_TASK TO CARRY OUT_
Filter these entries down to the lines that hold the word "TokenCodec", and show each of them.
╔══
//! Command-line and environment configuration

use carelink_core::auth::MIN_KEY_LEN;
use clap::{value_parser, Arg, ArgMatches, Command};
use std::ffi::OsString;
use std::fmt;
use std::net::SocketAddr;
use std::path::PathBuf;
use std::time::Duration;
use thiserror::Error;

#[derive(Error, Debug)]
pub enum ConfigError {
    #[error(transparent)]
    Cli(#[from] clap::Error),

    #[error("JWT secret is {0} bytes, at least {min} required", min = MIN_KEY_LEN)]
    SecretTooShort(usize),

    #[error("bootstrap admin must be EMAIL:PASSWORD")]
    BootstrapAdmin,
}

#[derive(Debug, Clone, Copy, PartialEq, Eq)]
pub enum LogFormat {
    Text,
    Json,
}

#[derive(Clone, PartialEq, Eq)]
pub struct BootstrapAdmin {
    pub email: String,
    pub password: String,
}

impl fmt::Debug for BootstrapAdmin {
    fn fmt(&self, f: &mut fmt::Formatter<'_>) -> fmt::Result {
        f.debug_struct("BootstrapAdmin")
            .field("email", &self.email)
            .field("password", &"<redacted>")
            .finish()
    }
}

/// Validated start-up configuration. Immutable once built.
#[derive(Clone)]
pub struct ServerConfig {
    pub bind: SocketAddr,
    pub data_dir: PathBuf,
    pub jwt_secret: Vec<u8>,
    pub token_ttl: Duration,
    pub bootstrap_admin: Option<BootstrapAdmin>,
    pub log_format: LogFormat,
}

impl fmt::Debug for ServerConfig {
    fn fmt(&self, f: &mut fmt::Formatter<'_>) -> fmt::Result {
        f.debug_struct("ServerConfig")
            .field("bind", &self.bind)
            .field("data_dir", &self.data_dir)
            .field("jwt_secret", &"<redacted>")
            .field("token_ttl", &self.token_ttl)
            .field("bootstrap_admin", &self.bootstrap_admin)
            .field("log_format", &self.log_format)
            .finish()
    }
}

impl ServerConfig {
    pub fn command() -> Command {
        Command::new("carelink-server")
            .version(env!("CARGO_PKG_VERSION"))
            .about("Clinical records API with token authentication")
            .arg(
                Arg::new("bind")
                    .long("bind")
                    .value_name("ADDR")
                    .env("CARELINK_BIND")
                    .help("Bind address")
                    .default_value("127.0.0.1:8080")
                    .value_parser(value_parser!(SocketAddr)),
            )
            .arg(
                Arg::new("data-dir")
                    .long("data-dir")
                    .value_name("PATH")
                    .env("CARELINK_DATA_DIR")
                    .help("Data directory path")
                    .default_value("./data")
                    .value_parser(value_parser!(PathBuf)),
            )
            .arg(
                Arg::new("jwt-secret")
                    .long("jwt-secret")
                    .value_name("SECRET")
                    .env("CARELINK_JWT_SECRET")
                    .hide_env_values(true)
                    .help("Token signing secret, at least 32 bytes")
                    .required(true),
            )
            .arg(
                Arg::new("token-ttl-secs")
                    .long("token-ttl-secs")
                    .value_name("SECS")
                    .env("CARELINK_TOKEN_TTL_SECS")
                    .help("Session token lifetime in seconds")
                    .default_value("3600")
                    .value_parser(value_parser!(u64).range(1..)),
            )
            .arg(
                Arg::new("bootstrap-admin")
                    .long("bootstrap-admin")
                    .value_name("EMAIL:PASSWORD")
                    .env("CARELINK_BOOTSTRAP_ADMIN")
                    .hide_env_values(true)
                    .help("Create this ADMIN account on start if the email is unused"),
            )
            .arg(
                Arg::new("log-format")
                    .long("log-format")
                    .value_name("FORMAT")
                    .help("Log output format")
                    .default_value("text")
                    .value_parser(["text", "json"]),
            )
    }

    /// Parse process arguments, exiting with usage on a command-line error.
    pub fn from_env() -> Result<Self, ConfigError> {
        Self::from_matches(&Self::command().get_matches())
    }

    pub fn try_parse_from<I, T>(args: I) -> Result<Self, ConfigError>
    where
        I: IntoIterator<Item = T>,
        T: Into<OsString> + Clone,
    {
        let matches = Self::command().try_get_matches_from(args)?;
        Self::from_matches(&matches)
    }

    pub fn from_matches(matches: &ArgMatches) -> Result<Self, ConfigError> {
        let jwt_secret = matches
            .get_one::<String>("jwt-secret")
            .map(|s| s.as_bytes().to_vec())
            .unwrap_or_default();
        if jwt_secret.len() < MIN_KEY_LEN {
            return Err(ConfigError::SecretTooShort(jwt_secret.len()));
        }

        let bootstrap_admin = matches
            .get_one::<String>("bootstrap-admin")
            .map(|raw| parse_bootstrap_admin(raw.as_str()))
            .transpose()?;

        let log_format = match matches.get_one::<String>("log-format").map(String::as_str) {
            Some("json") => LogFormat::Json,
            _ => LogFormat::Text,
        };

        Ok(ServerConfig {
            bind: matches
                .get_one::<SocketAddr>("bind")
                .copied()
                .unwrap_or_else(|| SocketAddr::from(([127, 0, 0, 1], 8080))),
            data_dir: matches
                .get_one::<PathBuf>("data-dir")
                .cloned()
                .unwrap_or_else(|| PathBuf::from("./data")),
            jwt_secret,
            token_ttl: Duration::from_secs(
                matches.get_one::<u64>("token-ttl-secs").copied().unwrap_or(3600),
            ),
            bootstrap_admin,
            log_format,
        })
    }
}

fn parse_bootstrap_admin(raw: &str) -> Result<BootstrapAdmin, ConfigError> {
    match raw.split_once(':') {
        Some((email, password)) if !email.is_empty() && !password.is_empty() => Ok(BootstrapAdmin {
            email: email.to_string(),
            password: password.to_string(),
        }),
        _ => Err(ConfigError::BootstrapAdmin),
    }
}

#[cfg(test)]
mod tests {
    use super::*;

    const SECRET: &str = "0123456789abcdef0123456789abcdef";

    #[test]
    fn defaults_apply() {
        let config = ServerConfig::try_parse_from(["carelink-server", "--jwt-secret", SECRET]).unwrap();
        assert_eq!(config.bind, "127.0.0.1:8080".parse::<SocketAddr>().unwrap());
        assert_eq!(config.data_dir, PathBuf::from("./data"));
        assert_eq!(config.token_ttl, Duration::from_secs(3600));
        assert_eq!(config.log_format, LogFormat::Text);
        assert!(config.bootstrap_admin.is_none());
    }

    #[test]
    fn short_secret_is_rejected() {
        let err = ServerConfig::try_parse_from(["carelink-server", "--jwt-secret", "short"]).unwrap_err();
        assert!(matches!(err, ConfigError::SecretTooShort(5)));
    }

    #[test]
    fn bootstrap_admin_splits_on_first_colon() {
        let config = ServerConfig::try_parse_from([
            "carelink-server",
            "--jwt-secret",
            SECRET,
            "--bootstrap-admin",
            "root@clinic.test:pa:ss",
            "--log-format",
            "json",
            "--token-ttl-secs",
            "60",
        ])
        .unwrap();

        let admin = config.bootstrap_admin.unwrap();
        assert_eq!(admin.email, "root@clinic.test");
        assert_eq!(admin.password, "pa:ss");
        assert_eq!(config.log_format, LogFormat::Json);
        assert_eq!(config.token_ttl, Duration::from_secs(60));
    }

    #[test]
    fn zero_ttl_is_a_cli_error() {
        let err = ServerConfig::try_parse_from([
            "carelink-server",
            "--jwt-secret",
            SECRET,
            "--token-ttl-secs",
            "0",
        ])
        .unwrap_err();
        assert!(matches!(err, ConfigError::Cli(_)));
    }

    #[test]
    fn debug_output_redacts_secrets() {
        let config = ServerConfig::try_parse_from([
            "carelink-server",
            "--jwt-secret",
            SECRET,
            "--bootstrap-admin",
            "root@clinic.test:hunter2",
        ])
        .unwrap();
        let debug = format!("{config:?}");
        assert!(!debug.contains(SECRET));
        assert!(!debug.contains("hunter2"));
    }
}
╚══
╔══
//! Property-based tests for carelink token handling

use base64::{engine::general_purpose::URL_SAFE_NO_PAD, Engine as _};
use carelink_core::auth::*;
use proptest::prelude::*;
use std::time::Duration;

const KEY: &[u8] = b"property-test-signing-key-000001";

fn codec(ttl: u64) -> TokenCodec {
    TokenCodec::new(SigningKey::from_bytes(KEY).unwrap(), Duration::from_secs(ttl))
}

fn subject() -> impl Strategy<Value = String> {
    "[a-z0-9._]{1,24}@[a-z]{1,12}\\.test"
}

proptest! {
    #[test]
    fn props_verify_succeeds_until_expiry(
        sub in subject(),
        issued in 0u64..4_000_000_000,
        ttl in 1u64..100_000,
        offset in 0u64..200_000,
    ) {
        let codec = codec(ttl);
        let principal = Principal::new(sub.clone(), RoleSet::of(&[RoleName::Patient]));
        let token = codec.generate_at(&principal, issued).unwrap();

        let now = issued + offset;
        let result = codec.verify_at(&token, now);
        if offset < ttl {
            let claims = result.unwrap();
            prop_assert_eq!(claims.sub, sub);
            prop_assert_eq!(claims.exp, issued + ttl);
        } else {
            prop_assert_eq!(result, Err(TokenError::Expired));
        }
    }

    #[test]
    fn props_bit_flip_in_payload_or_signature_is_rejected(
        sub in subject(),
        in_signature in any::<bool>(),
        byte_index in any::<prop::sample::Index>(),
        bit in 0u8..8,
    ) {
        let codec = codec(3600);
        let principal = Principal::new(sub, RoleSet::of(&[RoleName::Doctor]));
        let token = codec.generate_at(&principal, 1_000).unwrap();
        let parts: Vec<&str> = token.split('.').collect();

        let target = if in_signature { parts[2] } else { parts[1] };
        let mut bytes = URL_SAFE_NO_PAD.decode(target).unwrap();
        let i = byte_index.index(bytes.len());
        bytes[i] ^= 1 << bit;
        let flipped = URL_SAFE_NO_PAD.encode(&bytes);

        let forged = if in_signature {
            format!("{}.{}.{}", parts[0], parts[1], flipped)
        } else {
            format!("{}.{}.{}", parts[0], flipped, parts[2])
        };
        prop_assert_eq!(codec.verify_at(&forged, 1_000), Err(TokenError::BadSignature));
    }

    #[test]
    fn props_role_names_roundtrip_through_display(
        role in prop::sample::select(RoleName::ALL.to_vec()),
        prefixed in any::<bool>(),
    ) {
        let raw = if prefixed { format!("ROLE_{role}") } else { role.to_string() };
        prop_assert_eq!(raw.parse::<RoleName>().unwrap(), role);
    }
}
╚══
_RESULT_
fn codec(ttl: u64) -> TokenCodec {
    TokenCodec::new(SigningKey::from_bytes(KEY).unwrap(), Duration::from_secs(ttl))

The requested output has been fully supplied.